Шрифт:
— Миша-а! — Лизин голос звенел серебрено и чисто.
— Дров нарубил! — громко отрапортовал я. — Воды натаскал! Печка топится…
— Да нет!.. — Щукина засмеялась, являясь воочию — в сарафанчике и босоножках. — В магазин надо съездить… Проводишь?
Про Шурика я не спрашивал. Хорошо, хоть не забрали обратно в Спецблок. Пусть лучше дома сидит, «наружку» не напрягает. А мне можно…
Я вывел позвякивавший звоночком «Урал». Ногу на педаль, толчок… Поехали! Лиза догнала меня на «Туристе».
Прикрепленных я не видел.

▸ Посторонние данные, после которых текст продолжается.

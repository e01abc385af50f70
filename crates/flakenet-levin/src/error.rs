use thiserror::Error;

pub type Result<T> = std::result::Result<T, LevinError>;

#[derive(Debug, Error)]
pub enum LevinError {
    #[error("invalid bucket signature {got:#018x}")]
    BadSignature { got: u64 },

    #[error("unsupported levin protocol version {got}")]
    BadVersion { got: u32 },

    #[error("packet of {size} bytes exceeds the {max} byte limit")]
    PacketTooLarge { size: u64, max: u64 },

    #[error("operation timed out")]
    TimedOut,

    #[error("connection closed")]
    ConnectionClosed,

    // Programming error, never triggered by remote input: a waiter for
    // this command id is already registered.
    #[error("command {command} already has a pending invocation")]
    CommandBusy { command: u32 },

    #[error(transparent)]
    Storage(#[from] flakenet_storage::StorageError),

    #[error(transparent)]
    Io(#[from] std::io::Error),
}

Следовательно, их здесь полно.
— Миш… А ничего, если я с Сашей… в «Альфу»?
— Милости просим… — на лихом вираже я объехал лужу. — Ты у нас кто? Физик или лирик?
— Физик! — задрала нос мадам Щукина. — Младший научный сотрудник.
— О, как… У нас в институте уже работает один сотрудник с твоими роскошными «вайтлс»…
— Да ну тебя… — засмущалась девушка.
—…Ее зовут Лиза Пухова, — хладнокровно договорил я.
— Ой, это моя девичья… Ой… — Лизавета зарделась. — Она что, мой двойник?
— Ну, типа того. Как стану между вами, как стисну обеих… Сразу пойму, в чем диалектика материализма!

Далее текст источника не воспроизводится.